Briton Maida Harris Campbell, 94, was imprisoned in the Weihsien camp between the ages of 13 and 15. She has returned to Weifang five times with her family.

"We would like to thank the Chinese that helped us," she said, adding she hoped the friendship of people from different countries would continue.

"I believe in promoting peace in any way I can," said Campbell, who now resides in Canada.

In 2015, on the 70th anniversary of the camp's liberation, 12 former internees and their descendants, totaling 80 people, gathered at the former camp site, where they left their handprints and their names in English and some even in Chinese.

Due to urban development, most of the site has been replaced by the largest hospital in Weifang.

Xia Baoshu, 93, the former hospital head, has received many former internees visiting the site in the past three to four decades, and has established enduring friendships and trust with many of them.

For decades, he has been dedicated to turning the oral histories of the internees into a book to let more people read about the site's history.

Xia said he and other surviving internees are all willing to record and share the unity and mutual support between the Western civilians and Chinese people.

Local students visit the museum. [Photo provided to China Daily]

City of peace

In recognition of the unique wartime bond between over 2,000 Western expatriates and Weifang, and the city's efforts to promote peace through the transformation of the camp site into a museum, Weifang was designated as the world's 308th International City of Peace in 2021.

The honor was approved by International Cities of Peace, a global nonprofit association dedicated to promoting peace worldwide.

J. Frederick Arment, the organization's executive director, said at the time that Weifang had experienced historical hardship and trauma, yet the leaders and citizens of its communities are committed to healing and progress.

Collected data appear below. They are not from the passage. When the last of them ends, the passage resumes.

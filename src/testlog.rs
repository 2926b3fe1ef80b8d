//! Logging setup for tests.

/// Initialize the logger once; safe to call from every test.
pub fn setup() {
    let _ = env_logger::builder().is_test(true).try_init();
}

Liu Yun, the Party chief of Weifang, said that the camp's history embodies the idea of peace and a humanitarian spirit.

"Weifang city needs to take responsibility and play a role in further promoting this idea and spirit from the perspectives of the country and the Chinese nation," he said.

As the former internees revisit the city multiple times, their memories and knowledge of China are being refreshed.

Stanley returned to China twice, in 1991 and 2019. He found that during his second visit, more Chinese people were aware of and interested in the camp's history and were much friendlier toward him.

"I think this illustrates the close bonds that exist between China and foreign families like mine, with long-standing links to friends among the Chinese people," he said.

"This gives me great hope that the memories of these friendly connections can help as a bridge in any present and future frictions that might arise in the current or future international situation," he said.

The experience in the camp had not only changed his life forever, but also that of his son, John, sparking his interest in China and playing a big role in him becoming a history professor at Kutztown University in Pennsylvania.

"It's very important to understand what happened in the Weihsien concentration camp. It is a lesson for those who did not experience it," John Stanley said.

"We need to study that history in depth to prevent such things from happening again."